The US supreme court has temporarily blocked a bankruptcy deal for Purdue Pharma that would have shielded members of the billionaire Sackler family, which once controlled the company, from additional civil lawsuits over the opioid epidemic and that capped the Sacklers’ personal liability at $6 billion (€5.5 billion).
The order is likely to delay any payments to the thousands of plaintiffs who have sued the Sacklers and Purdue, the maker of the prescription painkiller OxyContin, which is widely blamed for igniting the opioid crisis. Under the deal, the Sacklers had agreed to pay billions to plaintiffs in exchange for full immunity from all civil legal disputes.
The order was in response to a US justice department objection to the plan, which the government said allowed members of the Sackler family to take advantage of legal protections meant for debtors in “financial distress”, not for billionaires.
The justices said they would hear arguments in December to decide whether the agreement is authorised by the US bankruptcy code. The case could have far-reaching implications for similar lawsuits.

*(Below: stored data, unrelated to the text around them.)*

//! Per-file change classification
//!
//! Hash comparison against the prior cache is authoritative: it detects
//! checkout and branch-switch churn that preserves timestamps. Unchanged
//! files short-circuit all downstream compiler invocations; a module with
//! zero classified changes skips its whole pipeline stage.

use std::collections::BTreeMap;
use std::collections::BTreeSet;

use crate::hash::ContentHash;

use super::BuildCache;

/// Change status of one source file relative to the prior cache
#[derive(Debug, Clone, Copy, PartialEq, Eq)]
pub enum FileStatus {
    New,
    Modified,
    Unchanged,
    /// Present in the prior cache, absent from the current walk
    Deleted,
}

/// Read-only view over the prior cache used during the parallel build phase.
pub struct ChangeDetector<'a> {
    cache: &'a BuildCache,
}

impl<'a> ChangeDetector<'a> {
    pub fn new(cache: &'a BuildCache) -> Self {
        Self { cache }
    }

    /// Classify one walked file by comparing its current content hash with
    /// the recorded one.
    pub fn classify(&self, module: &str, rel: &str, current: &ContentHash) -> FileStatus {
        match self.cache.file(module, rel).and_then(|e| e.hash.as_ref()) {
            None => FileStatus::New,
            Some(prior) if prior.matches(current) => FileStatus::Unchanged,
            Some(_) => FileStatus::Modified,
        }
    }

    /// Files recorded for this module that no longer exist on disk. Queued
    /// for output removal by the reconciler.
    pub fn detect_deleted(&self, module: &str, walked: &BTreeSet<String>) -> Vec<String> {
        let Some(files) = self.cache.module_files(module) else {
            return Vec::new();
        };
        files
            .keys()
            .filter(|rel| !walked.contains(*rel))
            .cloned()
            .collect()
    }

    /// True when every walked file hashes equal to its recorded entry and
    /// nothing was deleted. Such a module is eligible to skip its whole
    /// per-module pipeline stage.
    pub fn module_unchanged(
        &self,
        module: &str,
        walked_hashes: &BTreeMap<String, ContentHash>,
    ) -> bool {
        if self.cache.is_first_build() {
            return false;
        }
        let Some(files) = self.cache.module_files(module) else {
            return walked_hashes.is_empty();
        };
        if files.len() != walked_hashes.len() {
            return false;
        }
        walked_hashes.iter().all(|(rel, hash)| {
            files
                .get(rel)
                .and_then(|e| e.hash.as_ref())
                .is_some_and(|prior| prior.matches(hash))
        })
    }
}
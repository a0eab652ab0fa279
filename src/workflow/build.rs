//! Per-module build pipeline
//!
//! One module's files flow through an explicit stage chain (compile, annotate,
//! write). The pipeline runs against a read-only cache view and collects all
//! of its effects into a [`ModuleOutcome`]; the orchestrator merges outcomes
//! into the cache sequentially after the parallel phase joins, so no stage
//! ever takes a lock.

use std::collections::{BTreeMap, BTreeSet};
use std::path::PathBuf;

use crate::cache::{BuildCache, ChangeDetector, FileEntry, FileStatus};
use crate::compiler::{
    parse_define, parse_routes, AssetRecord, CompileMeta, RuntimeServices,
};
use crate::error::{KilnError, KilnResult};
use crate::fsutil;
use crate::hash::ContentHash;
use crate::model::{extract_preload_urls, Module};

use super::report::ReportEntry;

/// Everything one module's pipeline produced, merged into the cache by the
/// orchestrator after the parallel phase joins.
#[derive(Debug, Default)]
pub struct ModuleOutcome {
    pub module: String,
    /// Whole pipeline short-circuited: every file hashed unchanged
    pub skipped: bool,
    /// Freshly compiled entries to record, in deterministic walk order
    pub records: Vec<(String, FileEntry)>,
    /// Unchanged files whose prior entries stay valid
    pub revalidated: Vec<String>,
    /// Cached files no longer present on disk
    pub deleted: Vec<String>,
    /// Output paths (output-root relative) confirmed valid this run
    pub confirmed: Vec<String>,
    pub routes: BTreeMap<String, String>,
    /// Template name -> output path
    pub static_templates: BTreeMap<String, String>,
    pub preload: Vec<String>,
    pub errors: Vec<ReportEntry>,
    pub warnings: Vec<ReportEntry>,
    pub compiled: usize,
    pub cached: usize,
}

impl ModuleOutcome {
    fn new(module: &str) -> Self {
        Self {
            module: module.to_string(),
            ..Self::default()
        }
    }

    fn error(&mut self, path: &str, message: impl Into<String>) {
        self.errors.push(ReportEntry {
            module: self.module.clone(),
            path: Some(path.to_string()),
            message: message.into(),
        });
    }
}

struct SourceFile {
    rel: PathBuf,
    rel_str: String,
    bytes: Vec<u8>,
    hash: ContentHash,
    mtime: Option<u64>,
}

/// Mutable context threaded through one file's stage chain
struct FileCx<'a> {
    module: &'a Module,
    services: &'a RuntimeServices,
    release: bool,
    rel: String,
    out_rel: String,
    /// Output path qualified with the module name, output-root relative
    qualified: String,
    entry: FileEntry,
    release_text: Option<String>,
    routes: BTreeMap<String, String>,
    static_template: Option<(String, String)>,
    preload: Vec<String>,
}

type Stage = fn(AssetRecord, &mut FileCx<'_>) -> KilnResult<Option<AssetRecord>>;

/// The per-file stage chain, in order. A stage returning `None` filters the
/// file out; an error excludes the file and becomes a report entry.
const STAGES: &[Stage] = &[stage_compile, stage_annotate, stage_write];

/// Source-relative path of a file's primary output.
pub fn output_rel(rel: &str) -> String {
    match rel.strip_suffix(".less") {
        Some(stem) => format!("{stem}.css"),
        None => rel.to_string(),
    }
}

/// Minified sibling path for outputs that have one.
pub fn min_sibling(rel: &str) -> Option<String> {
    let (stem, ext) = rel.rsplit_once('.')?;
    matches!(ext, "css" | "js" | "html").then(|| format!("{stem}.min.{ext}"))
}

/// Run one module's pipeline. Never returns an error: per-file failures are
/// collected as report entries and the rest of the module still builds.
pub fn build_module(
    module: &Module,
    cache: &BuildCache,
    services: &RuntimeServices,
    release: bool,
) -> ModuleOutcome {
    let mut outcome = ModuleOutcome::new(module.name());
    let detector = ChangeDetector::new(cache);

    let mut sources = Vec::new();
    let mut walked = BTreeSet::new();
    let mut walked_hashes = BTreeMap::new();
    for rel in fsutil::walk_sources(module.source()) {
        let abs = module.source().join(&rel);
        let rel_str = fsutil::normalize_path(&rel);
        match std::fs::read(&abs) {
            Ok(bytes) => {
                let hash = ContentHash::from_bytes(&bytes);
                walked.insert(rel_str.clone());
                walked_hashes.insert(rel_str.clone(), hash.clone());
                sources.push(SourceFile {
                    mtime: fsutil::mtime_secs(&abs),
                    rel,
                    rel_str,
                    bytes,
                    hash,
                });
            }
            Err(e) => outcome.error(&rel_str, e.to_string()),
        }
    }

    if outcome.errors.is_empty() && detector.module_unchanged(module.name(), &walked_hashes) {
        outcome.skipped = true;
        if let Some(files) = cache.module_files(module.name()) {
            for (rel, entry) in files {
                outcome.revalidated.push(rel.clone());
                outcome.confirmed.extend(entry.outputs.iter().cloned());
                outcome.routes.extend(entry.routes.clone());
                outcome.cached += 1;
            }
        }
        for source in &sources {
            note_static(&mut outcome, module, &source.rel_str, &source.bytes);
        }
        return outcome;
    }

    for source in sources {
        match detector.classify(module.name(), &source.rel_str, &source.hash) {
            FileStatus::Unchanged => {
                outcome.revalidated.push(source.rel_str.clone());
                if let Some(entry) = cache.file(module.name(), &source.rel_str) {
                    outcome.confirmed.extend(entry.outputs.iter().cloned());
                    outcome.routes.extend(entry.routes.clone());
                }
                note_static(&mut outcome, module, &source.rel_str, &source.bytes);
                outcome.cached += 1;
            }
            _ => process_source(&mut outcome, module, services, release, source),
        }
    }

    outcome.deleted = detector.detect_deleted(module.name(), &walked);
    outcome
}

fn process_source(
    outcome: &mut ModuleOutcome,
    module: &Module,
    services: &RuntimeServices,
    release: bool,
    source: SourceFile,
) {
    let text = match String::from_utf8(source.bytes) {
        Ok(text) => text,
        Err(e) => {
            // Binary asset: copied through verbatim, still hash-tracked.
            copy_raw(outcome, module, &source.rel_str, e.as_bytes(), source.hash, source.mtime);
            return;
        }
    };

    let out_rel = output_rel(&source.rel_str);
    let mut cx = FileCx {
        module,
        services,
        release,
        qualified: format!("{}/{}", module.name(), out_rel),
        rel: source.rel_str,
        out_rel,
        entry: FileEntry::new(source.hash, source.mtime),
        release_text: None,
        routes: BTreeMap::new(),
        static_template: None,
        preload: Vec::new(),
    };

    let mut record = Some(AssetRecord::new(source.rel, text));
    for stage in STAGES {
        let Some(current) = record.take() else { break };
        match stage(current, &mut cx) {
            Ok(next) => record = next,
            Err(e) => {
                outcome.error(&cx.rel, e.to_string());
                return;
            }
        }
    }

    outcome.compiled += 1;
    outcome.confirmed.extend(cx.entry.outputs.iter().cloned());
    outcome.routes.extend(cx.routes);
    if let Some((name, path)) = cx.static_template {
        outcome.static_templates.insert(name, path);
    }
    outcome.preload.extend(cx.preload);
    outcome.records.push((cx.rel, cx.entry));
}

fn copy_raw(
    outcome: &mut ModuleOutcome,
    module: &Module,
    rel_str: &str,
    bytes: &[u8],
    hash: ContentHash,
    mtime: Option<u64>,
) {
    let dest = module.output().join(rel_str);
    if let Err(e) = fsutil::atomic_write(&dest, bytes) {
        outcome.error(rel_str, e.to_string());
        return;
    }
    let qualified = format!("{}/{}", module.name(), rel_str);
    let mut entry = FileEntry::new(hash, mtime);
    entry.outputs.push(qualified.clone());
    outcome.confirmed.push(qualified);
    outcome.records.push((rel_str.to_string(), entry));
    outcome.compiled += 1;
}

/// Record static-template and preload metadata that does not require
/// compilation, so cached files still contribute to the joined artifacts.
fn note_static(outcome: &mut ModuleOutcome, module: &Module, rel_str: &str, bytes: &[u8]) {
    if let Some(name) = rel_str.strip_suffix(".html") {
        outcome
            .static_templates
            .insert(name.to_string(), format!("{}/{}", module.name(), rel_str));
    }
    if rel_str == "module.descr" || rel_str.ends_with("/module.descr") {
        let text = String::from_utf8_lossy(bytes);
        outcome.preload.extend(extract_preload_urls(&text));
    }
}

fn stage_compile(record: AssetRecord, cx: &mut FileCx<'_>) -> KilnResult<Option<AssetRecord>> {
    let Some(compiler) = cx.services.compiler_for(&record.rel_path) else {
        // No compiler claims the file; it passes through as a plain asset.
        return Ok(Some(record));
    };
    let meta = CompileMeta {
        module: cx.module,
        release: cx.release,
    };
    let compiled = compiler
        .compile(&record.contents, &record.rel_path, &meta)
        .map_err(|e| KilnError::Compile {
            module: e.module,
            path: e.path,
            message: e.message,
        })?;
    cx.release_text = compiled.release;
    Ok(Some(record.with_contents(compiled.development)))
}

fn stage_annotate(record: AssetRecord, cx: &mut FileCx<'_>) -> KilnResult<Option<AssetRecord>> {
    let file_name = record
        .rel_path
        .file_name()
        .and_then(|n| n.to_str())
        .unwrap_or("");

    if cx.rel.ends_with(".js") {
        if let Some((name, deps)) = parse_define(&record.contents) {
            cx.entry.node = Some(name);
            cx.entry.deps = deps;
        }
        if file_name.ends_with(".routes.js") {
            let routes = parse_routes(&record.contents);
            cx.entry.routes = routes.clone();
            cx.routes.extend(routes);
        }
    } else if let Some(name) = cx.rel.strip_suffix(".html") {
        cx.static_template = Some((name.to_string(), cx.qualified.clone()));
    }

    if file_name == "module.descr" {
        cx.preload = extract_preload_urls(&record.contents);
    }
    Ok(Some(record))
}

fn stage_write(record: AssetRecord, cx: &mut FileCx<'_>) -> KilnResult<Option<AssetRecord>> {
    let dest = cx.module.output().join(&cx.out_rel);
    fsutil::atomic_write(&dest, record.contents.as_bytes())?;
    cx.entry.outputs.push(cx.qualified.clone());

    if let Some(release_text) = cx.release_text.take() {
        if let Some(min) = min_sibling(&cx.out_rel) {
            fsutil::atomic_write(&cx.module.output().join(&min), release_text.as_bytes())?;
            cx.entry.outputs.push(format!("{}/{}", cx.module.name(), min));
        }
    }
    Ok(Some(record))
}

That is because the Purdue agreement involves a popular but controversial practice: resolving lawsuits about mass injuries through bankruptcy courts, rather than allowing the cases to make their way through the traditional court system. In many of these agreements, third parties – in this instance, the Sacklers – are shielded from liability without being required to declare bankruptcy.
“What are the Sacklers getting out of this?” said Lindsey Simon, an associate professor at Emory University School of Law and a bankruptcy expert. “They’re getting one deal to be done. Whereas if they didn’t get it, individuals could still sue them forever.”
Put simply, Prof Simon said, “they get all the benefit with none of the costs”.
A representative for the Sackler family did not respond to a request for comment. A spokesperson for Purdue Pharma said in a statement it was “confident in the legality” of the bankruptcy plan.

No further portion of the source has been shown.